He served as Supervisor at Procter & Gamble for nine years and Director at Gillette for twelve years.
Additionally, Harding has been an advisor to nine Fortune 500 companies, career counselor, copywriter, entrepreneur, film critic, lecturer, marketing director, motivational speaker, small business consultant and voice-over announcer.
For twenty three years he has been Professor of Communication and Marketing at Boston University, Curry College, Emerson College and Northeastern University. Harding received The Distinguished Teaching Award in 2011.
He is President of Harding & Company, a management training and career development center for eighteen years.
App Yourself!
Your Skills… New Careers
Ron Harding
Preface
For those forty and older, App Yourself!
is your road map to a successful future. Whether you have lost a job, or are looking for a new career that better uses your talents, "App Yourself’ has been written to help you focus on your existing talents and market them in today’s competitive market.
Job loss is perhaps as devastating as a divorce or the death of a spouse. I know because I have experienced both. My struggles in dealing with an unexpected firing lead me down several paths, none of them successful. This allows me to speak personally to you about my failures and my successes. I now have five careers going simultaneously, all of them based on past experience and new ways to market myself
I began career counseling with friends in my church who had lost their jobs because of age, off-shoring or new software programs that eliminated their position. Finding I had a knack for this, I began to formalize a program that investigated their personalities, talents and work history.
Using this program, I began working at it professionally. To date, over one hundred people have found new jobs with my counsel, in three to seven months.

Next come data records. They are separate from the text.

//! The resolved object graph handed to an execution engine.
//!
//! Agents and tasks live in arenas owned by the pipeline; references between
//! them are typed indices (`AgentId`, `TaskId`).

use super::tools::ToolHandle;
use crate::error::{CrewError, Result};
use regex::Regex;
use std::cmp::Reverse;
use std::collections::{BTreeSet, BinaryHeap};
use std::fmt::Write as _;
use std::sync::LazyLock;

/// Matches `{{`, `}}` and `{name}`; only the last form captures.
static PLACEHOLDER: LazyLock<Regex> =
    LazyLock::new(|| Regex::new(r"\{\{|\}\}|\{([^{}]*)\}").expect("placeholder regex is valid"));

/// Handle to an agent within one pipeline.
#[derive(Debug, Clone, Copy, PartialEq, Eq, Hash, PartialOrd, Ord)]
pub struct AgentId(pub(crate) usize);

/// Handle to a task within one pipeline.
#[derive(Debug, Clone, Copy, PartialEq, Eq, Hash, PartialOrd, Ord)]
pub struct TaskId(pub(crate) usize);

impl TaskId {
    pub fn index(self) -> usize {
        self.0
    }
}

/// A built agent.
#[derive(Debug, Clone, PartialEq, Eq)]
pub struct Agent {
    pub key: String,
    pub name: Option<String>,
    pub role: String,
    pub goal: String,
    pub backstory: String,
    /// Model reference; `None` means the engine default.
    pub llm: Option<String>,
    pub tools: Vec<ToolHandle>,
    pub allow_delegation: bool,
    pub verbose: bool,
}

/// A built task with resolved agent and context handles.
#[derive(Debug, Clone, PartialEq, Eq)]
pub struct Task {
    pub key: String,
    pub name: Option<String>,
    pub description: String,
    pub expected_output: String,
    pub agent: AgentId,
    pub context: Vec<TaskId>,
    pub async_execution: bool,
}

impl Task {
    /// Name if declared, else the structural key.
    pub fn label(&self) -> &str {
        self.name.as_deref().unwrap_or(&self.key)
    }
}

/// Agents and tasks of one flow, wired and checked.
#[derive(Debug, Clone)]
pub struct ResolvedPipeline {
    flow: String,
    agents: Vec<Agent>,
    tasks: Vec<Task>,
    order: Vec<TaskId>,
}

impl ResolvedPipeline {
    /// Assemble a pipeline, rejecting context cycles.
    pub(crate) fn new(flow: String, agents: Vec<Agent>, tasks: Vec<Task>) -> Result<Self> {
        let order = topological_order(&tasks)?;
        Ok(Self {
            flow,
            agents,
            tasks,
            order,
        })
    }

    pub fn flow(&self) -> &str {
        &self.flow
    }

    pub fn agents(&self) -> &[Agent] {
        &self.agents
    }

    /// Tasks in declaration order.
    pub fn tasks(&self) -> &[Task] {
        &self.tasks
    }

    pub fn agent(&self, id: AgentId) -> &Agent {
        &self.agents[id.0]
    }

    pub fn task(&self, id: TaskId) -> &Task {
        &self.tasks[id.0]
    }

    /// The agent bound to `task`.
    pub fn agent_for(&self, task: &Task) -> &Agent {
        self.agent(task.agent)
    }

    /// Find a task by structural key.
    #[cfg(test)]
    pub fn find_task(&self, key: &str) -> Option<&Task> {
        self.tasks.iter().find(|t| t.key == key)
    }

    /// Upstream tasks of `task`, in declared order.
    pub fn context_of<'a>(&'a self, task: &'a Task) -> impl Iterator<Item = &'a Task> + 'a {
        task.context.iter().map(|id| self.task(*id))
    }

    /// Deterministic dependency-respecting order.
    ///
    /// Every task appears after all of its context tasks; among tasks that are
    /// ready at the same time, the earlier-declared one comes first. A flow
    /// declared in dependency order runs in declaration order.
    pub fn execution_order(&self) -> &[TaskId] {
        &self.order
    }

    /// Placeholder names referenced by task descriptions, sorted.
    pub fn placeholders(&self) -> BTreeSet<String> {
        let mut names = BTreeSet::new();
        for task in &self.tasks {
            for caps in PLACEHOLDER.captures_iter(&task.description) {
                if let Some(name) = caps.get(1) {
                    let name = name.as_str().trim();
                    if !name.is_empty() {
                        names.insert(name.to_string());
                    }
                }
            }
        }
        names
    }

    /// Markdown summary of agents and tasks in execution order.
    pub fn render_plan(&self) -> String {
        let mut out = String::new();
        let _ = writeln!(out, "# Plan: {}\n", self.flow);

        let _ = writeln!(out, "## Agents\n");
        for agent in &self.agents {
            let tools: Vec<_> = agent.tools.iter().map(|t| t.name.as_str()).collect();
            let _ = writeln!(
                out,
                "- **{}** ({}) model: {}, tools: {}",
                agent.key,
                agent.role,
                agent.llm.as_deref().unwrap_or("default"),
                if tools.is_empty() {
                    "none".to_string()
                } else {
                    tools.join(", ")
                }
            );
        }

        let _ = writeln!(out, "\n## Tasks (execution order)\n");
        for (position, id) in self.order.iter().enumerate() {
            let task = self.task(*id);
            let agent = self.agent_for(task);
            let _ = write!(out, "{}. **{}** -> {}", position + 1, task.label(), agent.key);
            if task.async_execution {
                out.push_str(" [async]");
            }
            out.push('\n');
            if !task.context.is_empty() {
                let context: Vec<_> = self.context_of(task).map(Task::label).collect();
                let _ = writeln!(out, "   context: {}", context.join(", "));
            }
        }
        out
    }
}

/// Kahn's algorithm with declaration index as the tie-break.
fn topological_order(tasks: &[Task]) -> Result<Vec<TaskId>> {
    let mut pending: Vec<usize> = tasks.iter().map(|t| t.context.len()).collect();
    let mut dependents: Vec<Vec<usize>> = vec![Vec::new(); tasks.len()];
    for (index, task) in tasks.iter().enumerate() {
        for upstream in &task.context {
            dependents[upstream.0].push(index);
        }
    }

    let mut ready: BinaryHeap<Reverse<usize>> = pending
        .iter()
        .enumerate()
        .filter(|(_, count)| **count == 0)
        .map(|(index, _)| Reverse(index))
        .collect();

    let mut order = Vec::with_capacity(tasks.len());
    while let Some(Reverse(index)) = ready.pop() {
        order.push(TaskId(index));
        for &dependent in &dependents[index] {
            pending[dependent] -= 1;
            if pending[dependent] == 0 {
                ready.push(Reverse(dependent));
            }
        }
    }

    if order.len() == tasks.len() {
        Ok(order)
    } else {
        Err(CrewError::ContextCycle {
            tasks: find_cycle(tasks, &pending),
        })
    }
}

/// Walk unmet context edges from the first blocked task until a task repeats.
///
/// Every blocked task has at least one blocked upstream task, so the walk
/// always closes a loop.
fn find_cycle(tasks: &[Task], pending: &[usize]) -> Vec<String> {
    let blocked = |index: usize| pending[index] > 0;
    let Some(start) = (0..tasks.len()).find(|&i| blocked(i)) else {
        return Vec::new();
    };

    let mut path = vec![start];
    let mut current = start;
    loop {
        let Some(next) = tasks[current]
            .context
            .iter()
            .map(|id| id.0)
            .find(|&i| blocked(i))
        else {
            break;
        };
        if let Some(pos) = path.iter().position(|&i| i == next) {
            let mut cycle: Vec<String> = path[pos..].iter().map(|&i| tasks[i].key.clone()).collect();
            cycle.push(tasks[next].key.clone());
            return cycle;
        }
        path.push(next);
        current = next;
    }
    path.iter().map(|&i| tasks[i].key.clone()).collect()
}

They include a part time polyurethane worker who became a designer of guitars for internationally known rock artists, a truck driver who became a successful pastry chef and supplier to some of the finest hotels and restaurants, a free-lance middle manager who signed on as a consultant to one of the nation’s biggest wireless telephone companies, an athletic coach at a small college who nearly doubled her paycheck by working as a salesperson for a large rehabilitation equipment company.
As successful as they became, most also point to their personal enhancement in renewed energy, passion for what they do, full use of their talents and greater self esteem.
Future career success is based on a simple idea. That is, the work experience, skills you already have are transferable to at least six other career paths. You don’t have to keep sending out resumes, get additional training, or go to ‘job fairs.’
What you need to know is that the marketplace has changed dramatically as have ways of marketing yourself. This book will help you re-examine your personality, your marketable skills and show you how to meet with decision makers who are eager to hire right now.
Read on…
Your Personality
Your Personality
1
Your First Job
How did you find your first job? Chances are your family played an important role in that decision making. If you were the first born, the family’s hopes, social status, real or imagined, were riding on you. From the earliest years, the first born are given to understand they are responsible for carrying forward family values, establishing themselves in a position that has a sense of importance both to the family and relatives. Were you the first born? You probably found yourself being interviewed by some mature friend of the family. You were treated like an adult, expected to achieve some prominence in a chosen field. (http://suite 101.com/article/does-birth-order-affect-your-personality-a241455)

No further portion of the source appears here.